I’m not in the middle of anything at the moment, I’m still looking for the start line. These are the questions that I have as someone eager to begin:
1. How do you know what you’re supposed to make?
“There are three rules for writing a novel. Unfortunately, no one knows what they are.”
– W. Somerset Maugham
It seems that you are not allowed to know this until you’ve already done it. The only way to figure out what you were supposed to make, is to have already made it so that you can look back on it.
You can’t see what you haven’t yet done.
2. What do you do with all the stuff that’s sitting in the drawer?
“I get ideas in fragments…it’s as if in the other room, there’s a puzzle; all the pieces are together. But in my room, they just flip one piece at a time into me. The first piece that I get is a fragment of the whole puzzle, but I fall in love with this fragment…and it holds a promise for more. I keep it, I write it down. And then I say that having the fragment is more bait on the hook…it pulls in more, and the more that come in, the faster the rest come in.”
– David Lynch
Don’t forget it, because it’ll probably come in handy some day.
I think big projects are really collages of smaller projects. Fragments that don’t make sense by themselves and must be paired with other fragments to make a whole.
This article by Austin Kleon really goes into detail about filing your ideas for later. It’s important to be able to grab them at a moment’s notice.
Right now I’m trying to use this method for a larger project. I might write about this more at a later date.
3. How do you get things done?
“Write a little every day, without hope, without despair.”
– Isak Dinesen
Somehow you have to work a little everyday. Somehow.
This is where habits come in to play. A page day, a drawing a day, a workout a day. Small and manageable tasks, things that don’t have the potential to explode in a fiery mess.
I’ve been doing a single sheet of loose-leaf paper, front-and-back, a day. If I feel like doing another, I grab another sheet, but I only have to do the one.
4. How do you meet new people?
“… At some point you’ve just got to make the decision, ‘well, no one’s gonna keep up with me. I’m going to a 12:00 show, then I’m gonna go to a 3:00 show, and a 5:00 show…’ You know, and so you just get used to buying that ticket alone, getting your seat wherever, you know, and it’s fun cause you tend to meet those other loners… I got friends with a guy who always sat over there… about six-months later you finally go, “hey man, who are you? I’ve seen you at about seventy-five movies by now.”

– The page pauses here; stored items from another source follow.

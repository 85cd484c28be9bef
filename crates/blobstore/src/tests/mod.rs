
use crate::*;
use anyhow::Result;
use codec::sort_by_key_hash;
use std::path::{Path, PathBuf};

/// Paths of one blob store version inside `dir`.
pub(crate) fn paths(dir: &Path, name: &str) -> (PathBuf, PathBuf) {
    (dir.join(format!("{}.hidx", name)), dir.join(format!("{}.blob", name)))
}

/// Writes `entries` in key-hash order and returns the summary.
pub(crate) fn write_store(
    dir: &Path,
    name: &str,
    opts: &BlobOptions,
    entries: &[(Vec<u8>, Vec<u8>)],
) -> Result<BlobWriteSummary> {
    let (index, records) = paths(dir, name);
    let mut sorted = entries.to_vec();
    sort_by_key_hash(opts.hasher, opts.key_hash_size, &mut sorted);
    let mut w = BlobWriter::create(index, records, opts.clone())?;
    for (k, v) in &sorted {
        w.write(k, v)?;
    }
    w.finish()
}

pub(crate) fn open_store(dir: &Path, name: &str, opts: &BlobOptions) -> Result<BlobReader> {
    let (index, records) = paths(dir, name);
    BlobReader::open(index, records, opts)
}

/// Values of varied length, some longer than the default read buffer.
pub(crate) fn varied_entries(n: usize) -> Vec<(Vec<u8>, Vec<u8>)> {
    (0..n)
        .map(|i| {
            let key = format!("doc-{:04}", i).into_bytes();
            let len = (i * 37) % 900;
            let value: Vec<u8> = (0..len).map(|j| ((i + j) % 251) as u8).collect();
            (key, value)
        })
        .collect()
}
use super::*;
use std::collections::BTreeSet;

/// Two independent chains, three leaves:
///
/// ```text
/// v0 (base) <- v1 <- v2
///               ^--- v3
/// v4 (base) <- v5
/// ```
fn two_chains() -> VersionGraph {
    [
        DomainVersion::base(0, 100),
        DomainVersion::delta(1, 0, 101),
        DomainVersion::delta(2, 1, 102),
        DomainVersion::delta(3, 1, 103),
        DomainVersion::base(4, 104),
        DomainVersion::delta(5, 4, 105),
    ]
    .into_iter()
    .collect()
}

fn set(items: &[u32]) -> BTreeSet<u32> {
    items.iter().copied().collect()
}

#[test]
fn keep_zero_deletes_nothing() {
    assert!(versions_to_delete(&two_chains(), 0).is_empty());
}

#[test]
fn keep_one_retains_only_newest_chain() {
    assert_eq!(versions_to_delete(&two_chains(), 1), set(&[0, 1, 2, 3]));
}

#[test]
fn keep_two_drops_the_oldest_leaf() {
    assert_eq!(versions_to_delete(&two_chains(), 2), set(&[2]));
}

#[test]
fn keep_three_retains_every_leaf() {
    assert!(versions_to_delete(&two_chains(), 3).is_empty());
}

#[test]
fn open_versions_are_never_deleted() {
    let mut graph = two_chains();
    graph.insert(DomainVersion::delta(6, 5, 0).still_open());
    // v6 is open: it does not count as a leaf, but neither it nor the
    // chain under it is deleted. v3 is the retained leaf.
    let doomed = versions_to_delete(&graph, 1);
    assert_eq!(doomed, set(&[2]));
}

#[test]
fn defunct_leaf_hands_retention_to_its_parent() {
    let graph = with_defunct(two_chains(), 5);
    // v5 is defunct, so v4 is a leaf again and the newest one.
    assert_eq!(versions_to_delete(&graph, 1), set(&[0, 1, 2, 3, 5]));
    assert_eq!(versions_to_delete(&graph, 2), set(&[2, 5]));
}

#[test]
fn only_base_survives_a_defunct_delta() {
    let graph: VersionGraph = [
        DomainVersion::base(0, 100),
        DomainVersion::delta(1, 0, 101).marked_defunct(),
    ]
    .into_iter()
    .collect();
    assert_eq!(versions_to_delete(&graph, 1), set(&[1]));
}

#[test]
fn defunct_middle_version_is_dropped_from_chain() {
    let graph: VersionGraph = [
        DomainVersion::base(0, 100),
        DomainVersion::delta(1, 0, 101).marked_defunct(),
        DomainVersion::delta(2, 1, 102),
    ]
    .into_iter()
    .collect();
    assert_eq!(versions_to_delete(&graph, 1), set(&[1]));
}

#[test]
fn leaves_follow_close_time_not_number() {
    let mut graph = two_chains();
    // Re-close v2 last: it becomes the most recent leaf.
    graph.insert(DomainVersion::delta(2, 1, 999));
    assert_eq!(versions_to_delete(&graph, 1), set(&[3, 4, 5]));
}
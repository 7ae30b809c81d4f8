//! Blocks-world predicates.

use std::fmt;

use serde::{Deserialize, Serialize};

/// Name of a block.
pub type Block = String;

/// A blocks-world proposition.
///
/// Identity is structural: two predicates are equal exactly when they have
/// the same variant and the same arguments.
#[derive(Debug, Clone, PartialEq, Eq, Hash, PartialOrd, Ord, Serialize, Deserialize)]
#[serde(rename_all = "SCREAMING_SNAKE_CASE")]
pub enum Predicate {
    /// First block sits directly on the second.
    On(Block, Block),
    /// Block sits on the table.
    #[serde(rename = "ONTABLE")]
    OnTable(Block),
    /// Nothing is on top of the block.
    Clear(Block),
    /// The arm holds the block.
    Holding(Block),
    /// The arm holds nothing.
    #[serde(rename = "ARMEMPTY")]
    ArmEmpty,
}

impl Predicate {
    pub fn on(x: impl Into<Block>, y: impl Into<Block>) -> Self {
        Predicate::On(x.into(), y.into())
    }

    pub fn on_table(x: impl Into<Block>) -> Self {
        Predicate::OnTable(x.into())
    }

    pub fn clear(x: impl Into<Block>) -> Self {
        Predicate::Clear(x.into())
    }

    pub fn holding(x: impl Into<Block>) -> Self {
        Predicate::Holding(x.into())
    }

    pub fn arm_empty() -> Self {
        Predicate::ArmEmpty
    }

    /// Upper-case predicate name.
    pub fn name(&self) -> &'static str {
        match self {
            Predicate::On(..) => "ON",
            Predicate::OnTable(_) => "ONTABLE",
            Predicate::Clear(_) => "CLEAR",
            Predicate::Holding(_) => "HOLDING",
            Predicate::ArmEmpty => "ARMEMPTY",
        }
    }

    /// Blocks named by this predicate, in argument order.
    pub fn blocks(&self) -> Vec<&str> {
        match self {
            Predicate::On(x, y) => vec![x.as_str(), y.as_str()],
            Predicate::OnTable(x) | Predicate::Clear(x) | Predicate::Holding(x) => {
                vec![x.as_str()]
            }
            Predicate::ArmEmpty => Vec::new(),
        }
    }
}

impl fmt::Display for Predicate {
    fn fmt(&self, f: &mut fmt::Formatter<'_>) -> fmt::Result {
        match self {
            Predicate::ArmEmpty => f.write_str(self.name()),
            other => write!(f, "{}({})", other.name(), other.blocks().join(",")),
        }
    }
}

/// Render predicates as `[P1, P2, ...]`.
pub(crate) fn display_list(predicates: &[Predicate]) -> String {
    let items: Vec<String> = predicates.iter().map(|p| p.to_string()).collect();
    format!("[{}]", items.join(", "))
}

#[cfg(test)]
mod tests {
    use super::*;

    #[test]
    fn test_display() {
        assert_eq!(Predicate::on("A", "B").to_string(), "ON(A,B)");
        assert_eq!(Predicate::on_table("C").to_string(), "ONTABLE(C)");
        assert_eq!(Predicate::clear("A").to_string(), "CLEAR(A)");
        assert_eq!(Predicate::holding("B").to_string(), "HOLDING(B)");
        assert_eq!(Predicate::arm_empty().to_string(), "ARMEMPTY");
    }

    #[test]
    fn test_structural_equality() {
        assert_eq!(Predicate::on("A", "B"), Predicate::On("A".into(), "B".into()));
        assert_ne!(Predicate::on("A", "B"), Predicate::on("B", "A"));
        assert_ne!(Predicate::clear("A"), Predicate::holding("A"));
    }

    #[test]
    fn test_blocks() {
        assert_eq!(Predicate::on("A", "B").blocks(), vec!["A", "B"]);
        assert!(Predicate::arm_empty().blocks().is_empty());
    }

    #[test]
    fn test_serde_names() {
        let json = serde_json::to_string(&Predicate::on_table("A")).unwrap();
        assert_eq!(json, r#"{"ONTABLE":"A"}"#);
        let json = serde_json::to_string(&Predicate::arm_empty()).unwrap();
        assert_eq!(json, r#""ARMEMPTY""#);
        let back: Predicate = serde_json::from_str(r#"{"ON":["A","B"]}"#).unwrap();
        assert_eq!(back, Predicate::on("A", "B"));
    }

    #[test]
    fn test_display_list() {
        let list = vec![Predicate::on("A", "B"), Predicate::arm_empty()];
        assert_eq!(display_list(&list), "[ON(A,B), ARMEMPTY]");
    }
}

– Richard Linklater (on going to the movies alone)
It seems that you’ve got to go where the people are. You’ve got to go up to them and say hello. You have to make the first step.
This of course doesn’t answer WHERE you’re supposed to go. I don’t think I’ve figured that out, but I guess movie theaters would be a good place to start.
5. When do you go for the big project? When do you go for the small?
“The Muse visits during the act of creation, not before. Don’t wait for her. Start alone.”
– Roger Ebert
The project chooses itself. When it’s “done” it is whatever length it is.
The only thing that likely matters is that you pair your projects to your resources.
What do you have?
What can you do?
I think about these problems everyday, and perhaps I shouldn’t. The answer to all of these is either patience or beginning.
Make a line on the ground and call it your own starting line. Right where you stand.